DELRIO, L’EX MEDIANO CAPOTRIBU’ CHE SEMINA SCOMPIGLIO NEL PD

Magro come un chiodo ma pieno di energie, Graziano Delrio è on­nipresente e dichiara, dichia­ra, dichiara. Nel weekend testé concluso, il ministro Pd per gli Affari Regionali ha battuto i pre­cedenti record illustrando in ogni sfumatura il suo provvedi­mento che svuota di funzioni le Province italiane e le riduce a larve. Al solito, Delrio usa il to­no perentorio di chi sa il fatto suo. Il cinquantatreenne mini­stro ed ex sindaco di Reggio Emilia è quel che si dice un tipo antiproblematico. Ha convin­zioni su tutto, di tutto parla e si contraddice senza rimorsi. In marzo, quando non immagina­va di diventare ministro, disse: «L’idea di un governicchio so­stenuto dagli stessi onorevoli del Pdl che hanno occu­pato il tribuna­le di Milano, mi fa sorride­re. L’unica so­luzione è rivo­tare a ottobre. Altre soluzio­ni non ci so­no». Un mese dopo, con En­rico Letta alle porte, dichiarò: «C’è bisogno di un governo che affronti le emergenze del Paese e sarebbe da irresponsabili tor­nare alle urne». Difatti, è tran­quillamente entrato nel gover­no a fianco dei colleghi del Pdl che manifestarono a Milano. Stessa persona, tesi opposte. Così, ha spesso invocato meno tasse, per poi criticare l’aboli­zione dell’Imu, l’unica tolta.

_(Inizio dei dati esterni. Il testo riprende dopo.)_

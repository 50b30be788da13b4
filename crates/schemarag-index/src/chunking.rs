//! Token-aware document chunking.
//!
//! Token counts are estimated as `ceil(chars / 4)` — a fixed, cheap
//! heuristic, not a real tokenizer. Documents under the chunking threshold
//! pass through as a single chunk; larger ones are split into overlapping
//! word-aligned chunks.

/// Chunking kicks in above this estimated token count.
pub const CHUNK_THRESHOLD_TOKENS: usize = 1500;
/// Default per-chunk token budget.
pub const DEFAULT_MAX_TOKENS: usize = 800;
/// Default overlap token budget between adjacent chunks.
pub const DEFAULT_OVERLAP_TOKENS: usize = 120;
/// Overlap never drops below this many words.
pub const MIN_OVERLAP_WORDS: usize = 5;

/// Estimated token count: `ceil(len / 4)`.
pub fn estimate_tokens(text: &str) -> usize {
    text.len().div_ceil(4)
}

/// One chunk of a parent document.
#[derive(Debug, Clone, PartialEq, Eq)]
pub struct DocumentChunk {
    pub chunk_index: usize,
    pub chunks_total: usize,
    pub text: String,
}

/// Greedy word-accumulating chunker with backward overlap.
#[derive(Debug, Clone)]
pub struct TokenChunker {
    pub max_tokens: usize,
    pub overlap_tokens: usize,
    pub chunk_threshold: usize,
}

impl Default for TokenChunker {
    fn default() -> Self {
        Self {
            max_tokens: DEFAULT_MAX_TOKENS,
            overlap_tokens: DEFAULT_OVERLAP_TOKENS,
            chunk_threshold: CHUNK_THRESHOLD_TOKENS,
        }
    }
}

impl TokenChunker {
    pub fn new(max_tokens: usize, overlap_tokens: usize) -> Self {
        Self {
            max_tokens,
            overlap_tokens,
            ..Self::default()
        }
    }

    /// Chunk a document. Below the threshold the text passes through
    /// unchanged as a single chunk.
    pub fn chunk_document(&self, text: &str) -> Vec<DocumentChunk> {
        let pieces = if estimate_tokens(text) > self.chunk_threshold {
            self.split_words(text)
        } else {
            vec![text.to_string()]
        };

        let total = pieces.len();
        pieces
            .into_iter()
            .enumerate()
            .map(|(chunk_index, text)| DocumentChunk {
                chunk_index,
                chunks_total: total,
                text,
            })
            .collect()
    }

    /// Split normalized text into overlapping word-aligned chunks. Always
    /// makes forward progress: an oversized single word still closes a
    /// chunk, and the next start is strictly past the previous one.
    fn split_words(&self, text: &str) -> Vec<String> {
        let words: Vec<&str> = text.split_whitespace().collect();
        if words.is_empty() {
            return Vec::new();
        }

        let mut chunks = Vec::new();
        let mut start = 0usize;

        while start < words.len() {
            let mut end = start;
            let mut token_count = 0usize;

            while end < words.len() {
                let projected = token_count + estimate_tokens(words[end]);
                if projected > self.max_tokens {
                    break;
                }
                token_count = projected;
                end += 1;
            }

            // A single word over budget still gets a chunk of its own.
            if end == start {
                end = start + 1;
            }
            chunks.push(words[start..end].join(" "));

            let overlap = self.overlap_words(&words, end);
            start = std::cmp::max(end.saturating_sub(overlap), start + 1);
        }

        chunks
    }

    /// Walk backward from `end` accumulating words until the overlap token
    /// budget is met, with a floor of `MIN_OVERLAP_WORDS`.
    fn overlap_words(&self, words: &[&str], end: usize) -> usize {
        let mut token_count = 0usize;
        let mut count = 0usize;

        for word in words[..end].iter().rev() {
            token_count += estimate_tokens(word);
            if token_count >= self.overlap_tokens {
                break;
            }
            count += 1;
        }

        count.max(MIN_OVERLAP_WORDS)
    }
}
//! Error types for SchemaRAG.

use thiserror::Error;

#[derive(Error, Debug)]
pub enum Error {
    /// A single DDL statement could not be parsed. Scoped to that statement;
    /// the rest of the script still parses.
    #[error("Parse error: {0}")]
    Parse(String),

    #[error("Embedding error: {0}")]
    Embedding(String),

    #[error("Vector store error: {0}")]
    VectorStore(String),

    #[error("Configuration error: {0}")]
    Config(String),

    #[error("IO error: {0}")]
    Io(#[from] std::io::Error),

    #[error("JSON error: {0}")]
    Json(#[from] serde_json::Error),
}

pub type Result<T> = std::result::Result<T, Error>;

Graziano, detto Cido negli ambienti parrocchiali di Reg­gio Emilia di cui è da sempre as­siduo, è un simpatico Giamburrasca con barbetta. Gode a met­tere i piedi nel piatto e a fare di­chiarazioni che mandano in be­stia. Le stilettate, apparente­mente casuali, sono in realtà di­rette a gente del suo mondo- si­nistra e cattolici - per motivi che capiscono solo loro. Un me­se fa mise quasi in crisi il governo definendo insensato l’acqui­sto degli F35. Il bersaglio era il ministro della Difesa, Mario Mauro, favorevole agli F35 e cat­tolico di obbedienza ciellina, ossia agli antipodi del dossetti­smo (dal monaco e politico dc, Giuseppe Dossetti) professato da Delrio. Come dire: tu di Cl sei guerrafondaio; io, cristiano sociale, sono irenista. Quando il segretario Pd, Pier Luigi Bersa­ni, propose Franco Marini per il Colle, Graziano si schierò in­vece per Prodi contribuendo al casino istituzionale che ha pro­piziato il bis di Napolitano. D’altronde, non stravede per Bersa­ni (robe tra emiliani) e alle pri­marie ha votato Matteo Renzi di cui oggi è considerato un al­fiere. Malgrado il suo grillopar­lantismo, Cido non è però mai spocchioso, neppure con gli av­versari del centrodestra. Tanto che quando si è posto il proble­ma dell’incompatibilità tra ruo­li di ministro e sindaco, diversi del Pdl erano favore del doppio incarico, vietato però per legge. Insomma, Delrio è di buon ca­rattere senza il quale mai avreb­be potuto convivere con i nove figli che ha messo al mondo, neppure con l’aiuto della mo­glie Annamaria, compendio di virtù materne. L’ha impalmata a ventidue anni poiché portava in grembo il primo marmocchio. Giunti al nono hanno det­to basta perché, nel frattempo e in rapida successione, erano morti i nonni che tanto aveva­no contribuito alla cura del viva­io. Come ha raccontato Grazia­no, sempre in vena di confiden­ze, ci vuole metodo per organiz­zare una famiglia scalettata tra universitari e poppanti. «Gli orari in cui ci si alza sono diversi. Alle 6,30 io, mia moglie e i più piccoli. I grandi che vanno al­l’università si alzano un po’ più tardi. Anche troppo, forse...». Per soddisfare tante bocche un chilo di pasta è sufficiente, men­tre per «sparecchiare si fa a tur­no anche se bisogna scriverli». «Le decisioni sono prese insieme discutendo con i più gran­di. Ma anche i piccoli possono partecipare, contribuendo alla vita della comunità». Di­ce «comuni­tà», non fami­glia, come se lui e i suoi fos­sero camaldo­lesi.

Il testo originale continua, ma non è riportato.